Eggplant + Tomato Deliciousness


Now I am well aware that in D.C., the leaves are turning, autumn is here, and that crisp, pure air means goodbye summer produce. That said, my CSA still has a few last lingering tomatoes and perhaps yours does too.

In seeking a new way to use said tomatoes, I stumbled upon a delicious recipe from Chloe Coscarelli - author of a few wonderful veg cookbooks - and new chef/owner of a trendy vegetarian restaurant in NYC.
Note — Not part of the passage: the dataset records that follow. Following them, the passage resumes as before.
// ═══════════════════════════════════════════════════════════════════════════
//  Table builder
// ═══════════════════════════════════════════════════════════════════════════

/// Build the static state table.  Called once at startup.
pub fn build_state_table() -> [StateDescriptor; StateId::COUNT] {
    [
        // Index 0 — SetupEntry
        StateDescriptor {
            id: StateId::SetupEntry,
            name: "SetupEntry",
            on_enter: Some(first_entry_enter),
            on_exit: None,
            on_update: setup_entry_update,
        },
        // Index 1 — SetupConfirm
        StateDescriptor {
            id: StateId::SetupConfirm,
            name: "SetupConfirm",
            on_enter: Some(confirm_enter),
            on_exit: None,
            on_update: setup_confirm_update,
        },
        // Index 2 — AwaitingSetAck
        StateDescriptor {
            id: StateId::AwaitingSetAck,
            name: "AwaitingSetAck",
            on_enter: None,
            on_exit: Some(exchange_exit),
            on_update: awaiting_set_ack_update,
        },
        // Index 3 — MainMenu
        StateDescriptor {
            id: StateId::MainMenu,
            name: "MainMenu",
            on_enter: Some(main_menu_enter),
            on_exit: None,
            on_update: main_menu_update,
        },
        // Index 4 — VerifyEntry
        StateDescriptor {
            id: StateId::VerifyEntry,
            name: "VerifyEntry",
            on_enter: Some(verify_entry_enter),
            on_exit: None,
            on_update: verify_entry_update,
        },
        // Index 5 — AwaitingVerify
        StateDescriptor {
            id: StateId::AwaitingVerify,
            name: "AwaitingVerify",
            on_enter: None,
            on_exit: Some(exchange_exit),
            on_update: awaiting_verify_update,
        },
        // Index 6 — AwaitingDoorAck
        StateDescriptor {
            id: StateId::AwaitingDoorAck,
            name: "AwaitingDoorAck",
            on_enter: Some(door_ack_enter),
            on_exit: Some(exchange_exit),
            on_update: awaiting_door_ack_update,
        },
        // Index 7 — ChangeEntry
        StateDescriptor {
            id: StateId::ChangeEntry,
            name: "ChangeEntry",
            on_enter: Some(first_entry_enter),
            on_exit: None,
            on_update: change_entry_update,
        },
        // Index 8 — ChangeConfirm
        StateDescriptor {
            id: StateId::ChangeConfirm,
            name: "ChangeConfirm",
            on_enter: Some(confirm_enter),
            on_exit: None,
            on_update: change_confirm_update,
        },
        // Index 9 — AwaitingChangeAck
        StateDescriptor {
            id: StateId::AwaitingChangeAck,
            name: "AwaitingChangeAck",
            on_enter: None,
            on_exit: Some(exchange_exit),
            on_update: awaiting_change_ack_update,
        },
        // Index 10 — DoorOpen
        StateDescriptor {
            id: StateId::DoorOpen,
            name: "DoorOpen",
            on_enter: Some(door_open_enter),
            on_exit: None,
            on_update: door_open_update,
        },
        // Index 11 — Lockout
        StateDescriptor {
            id: StateId::Lockout,
            name: "Lockout",
            on_enter: Some(lockout_enter),
            on_exit: None,
            on_update: lockout_update,
        },
    ]
}

// ═══════════════════════════════════════════════════════════════════════════
//  Shared helpers
// ═══════════════════════════════════════════════════════════════════════════

/// Result of feeding the current input to the entry editor.
enum EntryEdit {
    /// Nothing to act on yet (digit, clear, or an ignored input).
    Editing,
    /// Enter pressed.
    Submitted,
    /// `C` on an empty entry.
    Cancelled,
}

fn edit_entry(ctx: &mut FsmContext, top: &str) -> EntryEdit {
    match ctx.input {
        HmiInput::Key(Key::Digit(d)) => {
            if ctx.entry.push_digit(d) {
                ctx.echo_entry(top);
            }
            EntryEdit::Editing
        }
        HmiInput::Key(Key::Clear) => {
            if ctx.entry.is_empty() {
                return EntryEdit::Cancelled;
            }
            ctx.entry.clear();
            ctx.echo_entry(top);
            EntryEdit::Editing
        }
        HmiInput::Key(Key::Enter) => EntryEdit::Submitted,
        HmiInput::Key(_) | HmiInput::Tick => EntryEdit::Editing,
        HmiInput::Byte(b) => {
            unsolicited_byte(ctx, b);
            EntryEdit::Editing
        }
    }
}

fn unsolicited_byte(ctx: &mut FsmContext, byte: u8) {
    if late_verdict_byte(ctx, byte) {
        return;
    }
    warn!("HMI: unsolicited byte 0x{:02X} dropped", byte);
    ctx.emit(AppEvent::ProtocolViolation(ProtocolError::UnexpectedByte {
        got: byte,
        expected: "nothing",
    }));
}

/// Offer a byte to a verification that timed out.  The Control node counts
/// every verdict it sends, so a late one is counted here too.  Returns
/// `false` when the byte does not belong to it.
fn late_verdict_byte(ctx: &mut FsmContext, byte: u8) -> bool {
    let Some(late) = ctx.late_verify.as_mut() else {
        return false;
    };
    match late.on_byte(byte) {
        Ok(ExchangeStep::Pending) => true,
        Ok(ExchangeStep::Complete(verdict)) => {
            ctx.late_verify = None;
            info!("HMI: late verdict {:?} counted", verdict);
            match verdict {
                Verdict::Matched => ctx.lockout.record_match(),
                Verdict::Mismatched => {
                    ctx.lockout.record_mismatch();
                }
            }
            ctx.emit(AppEvent::Verified {
                verdict,
                mismatches: ctx.lockout.mismatches(),
            });
            true
        }
        // READY without a payload to follow, or noise: no verdict is coming.
        Ok(ExchangeStep::SendPayload(_)) | Err(_) => {
            ctx.late_verify = None;
            false
        }
    }
}

/// How an outstanding exchange ended, if it did.
enum ExchangeEnd {
    Verdict(Verdict),
    TimedOut,
}

/// Feed the current input to the outstanding exchange.
fn drive_exchange(ctx: &mut FsmContext) -> Option<ExchangeEnd> {
    let timeout = ctx.config.response_timeout_ticks;
    let Some(exchange) = ctx.exchange.as_mut() else {
        warn!("HMI: awaiting a response with no exchange open");
        return Some(ExchangeEnd::TimedOut);
    };

    match ctx.input {
        HmiInput::Byte(b) => match exchange.on_byte(b) {
            Ok(ExchangeStep::SendPayload(payload)) => {
                debug!("HMI: peer ready, sending payload");
                ctx.send(payload.as_bytes());
                None
            }
            Ok(ExchangeStep::Pending) => None,
            Ok(ExchangeStep::Complete(v)) => Some(ExchangeEnd::Verdict(v)),
            Err(e) => {
                warn!("HMI: {}", e);
                ctx.emit(AppEvent::ProtocolViolation(e));
                None
            }
        },
        HmiInput::Tick => match exchange.on_tick(timeout) {
            Ok(()) => None,
            Err(e) => {
                let ticks = match e {
                    ProtocolError::ResponseTimeout { ticks } => ticks,
                    _ => timeout,
                };
                warn!("HMI: {} waiting for {:?}", e, exchange.request().opcode());
                ctx.emit(AppEvent::LinkTimeout { ticks });
                Some(ExchangeEnd::TimedOut)
            }
        },
        HmiInput::Key(k) => {
            debug!("HMI: key {:?} ignored while waiting", k);
            None
        }
    }
}

fn exchange_exit(ctx: &mut FsmContext) {
    ctx.exchange = None;
}

fn link_error(ctx: &mut FsmContext) -> StateId {
    ctx.late_verify = ctx
        .exchange
        .take()
        .filter(|e| e.request().opcode() == Opcode::SendPassword);
    ctx.show("Link error", "");
    if ctx.provisioned {
        StateId::MainMenu
    } else {
        StateId::SetupEntry
    }
}

/// First pass of a new password: exactly five digits required.
fn first_entry_update(ctx: &mut FsmContext, cancel_to: Option<StateId>) -> Option<StateId> {
    match edit_entry(ctx, PROMPT_ENTER) {
        EntryEdit::Editing => None,
        EntryEdit::Cancelled => cancel_to,
        EntryEdit::Submitted if !ctx.entry.is_complete() => {
            info!("HMI: new password needs 5 digits, got {}", ctx.entry.len());
            ctx.emit(AppEvent::EntryTooShort);
            ctx.entry.clear();
            ctx.show("5 digits required", PROMPT_ENTER);
            None
        }
        EntryEdit::Submitted => {
            ctx.first_entry = Some(ctx.entry.clone());
            Some(match cancel_to {
                None => StateId::SetupConfirm,
                Some(_) => StateId::ChangeConfirm,
            })
        }
    }
}
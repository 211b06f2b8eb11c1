//! Control node driven byte by byte, the way a UART peer would.

use doorlock::adapters::memory_link::MemoryLink;
use doorlock::app::events::AppEvent;
use doorlock::config::SystemConfig;
use doorlock::control::ControlService;
use doorlock::credential::Credential;
use doorlock::door::MotorCommand;
use doorlock::protocol::Link;

use crate::mock_hw::{EventLog, MockHardware, MockStore};

struct Wire {
    control: ControlService,
    ctrl_end: MemoryLink,
    peer: MemoryLink,
    store: MockStore,
    hw: MockHardware,
    events: EventLog,
}

impl Wire {
    fn new(stored: Option<&str>) -> Self {
        let (peer, ctrl_end) = MemoryLink::pair();
        let store = MockStore {
            credential: stored.and_then(Credential::parse),
            ..MockStore::default()
        };
        let mut wire = Self {
            control: ControlService::new(SystemConfig::default()),
            ctrl_end,
            peer,
            store,
            hw: MockHardware::default(),
            events: EventLog::default(),
        };
        wire.control
            .start(&wire.store, &mut wire.hw, &mut wire.events)
            .unwrap();
        wire
    }

    /// Write `bytes` as the HMI, let the Control node run, return its reply.
    fn send(&mut self, bytes: &[u8]) -> Vec<u8> {
        assert_eq!(self.peer.write(bytes), Ok(bytes.len()));
        self.control
            .poll(0, &mut self.ctrl_end, &mut self.store, &mut self.hw, &mut self.events)
            .unwrap();
        let mut reply = Vec::new();
        while let Ok(Some(b)) = self.peer.read_byte() {
            reply.push(b);
        }
        reply
    }

    fn request(&mut self, opcode: u8, payload: &[u8]) -> Vec<u8> {
        assert_eq!(self.send(&[opcode]), vec![0xAA]);
        self.send(payload)
    }

    fn tick(&mut self, n: u32) {
        self.control
            .poll(n, &mut self.ctrl_end, &mut self.store, &mut self.hw, &mut self.events)
            .unwrap();
    }
}

#[test]
fn matching_password_is_acknowledged() {
    let mut w = Wire::new(Some("13579"));
    assert_eq!(w.request(0xD7, b"13579"), vec![0xC6, 0xE8]);
}

#[test]
fn set_on_blank_store_creates_the_credential() {
    let mut w = Wire::new(None);
    assert!(w.events.contains(&AppEvent::ControlStarted { provisioned: false }));
    assert_eq!(w.request(0xD3, b"24680"), vec![0xC6, 0xE8]);
    assert_eq!(w.store.credential, Credential::parse("24680"));
}

#[test]
fn non_digit_payload_is_never_stored() {
    let mut w = Wire::new(None);
    assert_eq!(w.request(0xD3, b"12#45"), vec![0xC6, 0xE2]);
    assert_eq!(w.store.credential, None);
    assert!(!w.control.is_provisioned());
}

#[test]
fn open_without_verification_is_refused() {
    let mut w = Wire::new(Some("13579"));
    assert_eq!(w.send(&[0xBB]), vec![0xC6, 0xE2]);
    assert_eq!(w.hw.motor(), MotorCommand::Stop);
}

#[test]
fn verification_is_consumed_by_the_next_request() {
    let mut w = Wire::new(Some("13579"));
    w.request(0xD7, b"13579");
    assert_eq!(w.request(0xD7, b"00000"), vec![0xC6, 0xE2]);
    assert_eq!(w.send(&[0xBB]), vec![0xC6, 0xE2]);
}

#[test]
fn second_open_during_a_cycle_is_refused() {
    let mut w = Wire::new(Some("13579"));
    w.request(0xD7, b"13579");
    assert_eq!(w.send(&[0xBB]), vec![0xC6, 0xE8]);
    assert_eq!(w.hw.motor(), MotorCommand::Forward);

    w.tick(10);
    w.request(0xD7, b"13579");
    assert_eq!(w.send(&[0xBB]), vec![0xC6, 0xE2]);

    w.tick(56);
    assert_eq!(w.hw.motor(), MotorCommand::Stop);
    w.request(0xD7, b"13579");
    assert_eq!(w.send(&[0xBB]), vec![0xC6, 0xE8]);
}

#[test]
fn change_requires_fresh_verification() {
    let mut w = Wire::new(Some("13579"));
    assert_eq!(w.request(0xC1, b"24680"), vec![0xC6, 0xE2]);
    assert_eq!(w.store.credential, Credential::parse("13579"));

    w.request(0xD7, b"13579");
    assert_eq!(w.request(0xC1, b"24680"), vec![0xC6, 0xE8]);
    assert_eq!(w.request(0xD7, b"24680"), vec![0xC6, 0xE8]);
    assert_eq!(w.request(0xD7, b"13579"), vec![0xC6, 0xE2]);
}

#[test]
fn response_opcodes_from_the_hmi_are_dropped() {
    let mut w = Wire::new(Some("13579"));
    assert!(w.send(&[0xC6, 0xE8, 0xAA]).is_empty());
    assert_eq!(
        w.events
            .count(|e| matches!(e, AppEvent::ProtocolViolation(_))),
        3
    );
    assert_eq!(w.request(0xD7, b"13579"), vec![0xC6, 0xE8]);
}

#[test]
fn noise_is_dropped_and_service_continues() {
    let mut w = Wire::new(Some("13579"));
    assert!(w.send(&[0x00, 0xFF, b'5']).is_empty());
    assert_eq!(w.request(0xD7, b"13579"), vec![0xC6, 0xE8]);
}

#[test]
fn stalled_payload_is_discarded_after_the_timeout() {
    let mut w = Wire::new(Some("13579"));
    assert_eq!(w.send(&[0xD7]), vec![0xAA]);
    assert!(w.send(b"13").is_empty());

    w.tick(20);

    assert!(w.events.contains(&AppEvent::LinkTimeout { ticks: 20 }));
    assert_eq!(w.send(&[0xD7]), vec![0xAA]);
    assert_eq!(w.send(b"13579"), vec![0xC6, 0xE8]);
}

#[test]
fn alarm_follows_the_mismatch_threshold() {
    let mut w = Wire::new(Some("13579"));
    w.request(0xD7, b"00000");
    w.request(0xD7, b"00000");
    assert!(!w.hw.buzzer_on());
    assert_eq!(w.request(0xD7, b"00000"), vec![0xC6, 0xE2]);
    assert!(w.hw.buzzer_on());

    w.tick(119);
    assert!(w.hw.buzzer_on());
    w.tick(1);
    assert!(!w.hw.buzzer_on());
    assert!(w.events.contains(&AppEvent::LockoutReleased));
}
//! Streaming request decoder (receiving side of the handshake).
//!
//! ```text
//!   Idle ──payload opcode──▶ ReadingPayload ──5 bytes──▶ Idle (Complete)
//!     │                      (caller answers READY_TO_RECEIVE first)
//!     └──bare opcode──▶ Idle (Complete)
//! ```
//!
//! Bytes are fed one at a time as the link delivers them, so a message
//! split across any number of reads decodes the same way.  Payload bytes
//! are taken raw; judging them is the caller's job.

use crate::config::PASSWORD_LEN;
use crate::credential::Payload;
use crate::error::ProtocolError;

use super::message::Message;
use super::opcode::Opcode;

/// Decoder state machine.
#[derive(Debug, Clone, Copy, PartialEq, Eq)]
enum DecoderState {
    /// Waiting for an opcode byte.
    Idle,
    /// Opcode received, collecting its payload.
    ReadingPayload { opcode: Opcode, collected: usize },
}

/// What the caller should do after feeding a byte.
#[derive(Debug, Clone, Copy, PartialEq, Eq)]
pub enum DecodeStep {
    /// Mid-payload; nothing to do yet.
    Pending,
    /// A payload-bearing opcode arrived.  Answer `READY_TO_RECEIVE` now.
    NeedReady(Opcode),
    /// A full message is available.
    Complete(Message),
}

pub struct MessageDecoder {
    state: DecoderState,
    payload_buf: [u8; PASSWORD_LEN],
}

impl MessageDecoder {
    pub const fn new() -> Self {
        Self {
            state: DecoderState::Idle,
            payload_buf: [0; PASSWORD_LEN],
        }
    }

    /// Feed one received byte.
    ///
    /// An unknown byte in opcode position is reported and dropped; the
    /// decoder stays idle.
    pub fn feed(&mut self, byte: u8) -> Result<DecodeStep, ProtocolError> {
        match &mut self.state {
            DecoderState::Idle => {
                let opcode = Opcode::try_from(byte)?;
                if opcode.carries_payload() {
                    self.state = DecoderState::ReadingPayload {
                        opcode,
                        collected: 0,
                    };
                    Ok(DecodeStep::NeedReady(opcode))
                } else {
                    Message::bare(opcode)
                        .map(DecodeStep::Complete)
                        .ok_or(ProtocolError::BadLength {
                            opcode: byte,
                            len: 1,
                        })
                }
            }

            DecoderState::ReadingPayload { opcode, collected } => {
                self.payload_buf[*collected] = byte;
                *collected += 1;

                if *collected < PASSWORD_LEN {
                    return Ok(DecodeStep::Pending);
                }

                let opcode = *opcode;
                self.state = DecoderState::Idle;
                Message::with_payload(opcode, Payload(self.payload_buf))
                    .map(DecodeStep::Complete)
                    .ok_or(ProtocolError::BadLength {
                        opcode: opcode as u8,
                        len: 1 + PASSWORD_LEN,
                    })
            }
        }
    }

    /// Opcode whose payload is being collected, if any.
    pub fn awaiting_payload(&self) -> Option<Opcode> {
        match self.state {
            DecoderState::Idle => None,
            DecoderState::ReadingPayload { opcode, .. } => Some(opcode),
        }
    }

    pub fn is_idle(&self) -> bool {
        self.state == DecoderState::Idle
    }

    /// Drop any half-received message (e.g. after a payload timeout).
    pub fn reset(&mut self) {
        self.state = DecoderState::Idle;
    }
}

impl Default for MessageDecoder {
    fn default() -> Self {
        Self::new()
    }
}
What I love about this recipe (and what I hope you will too) is just how dang SIMPLE it is. It requires very few ingredients. It requires very little attention. And it tastes so freaking superb. MMh! I may have to go and make it again when I'm done typing out this recipe. Goes great over rice/quinoa/toast/or just on its own. 

makes about 4-5 side-dish servings


  • 3 tablespoons olive oil
  • 3 garlic cloves, smashed, peeled, and thickly chopped
  • 1 large eggplant, cut into 1/2 inch chunks
  • 1 large tomato, chopped
  • 3/4 teaspoon sea salt
  • ground black pepper
  • 2 tablespoons (or more if you're obsessed like me) of fresh parsley 


  1. In a large skillet, heat oil over medium-high heat and add garlic cloves.  Let cook for about 2 minutes until fragrant.  
  2. Add eggplant + tomato and cook for about 15 minutes or until browned.  (tip - if eggplant is sticking to the bottom of the pan, add a teeny bit of water - only a tablespoon or so- to help unstick. 
  3. Add salt and season with pepper and cook about 5 more minutes until flavors are combined and veggies are very tender. 
  4. Top with fresh parsley and enjoy!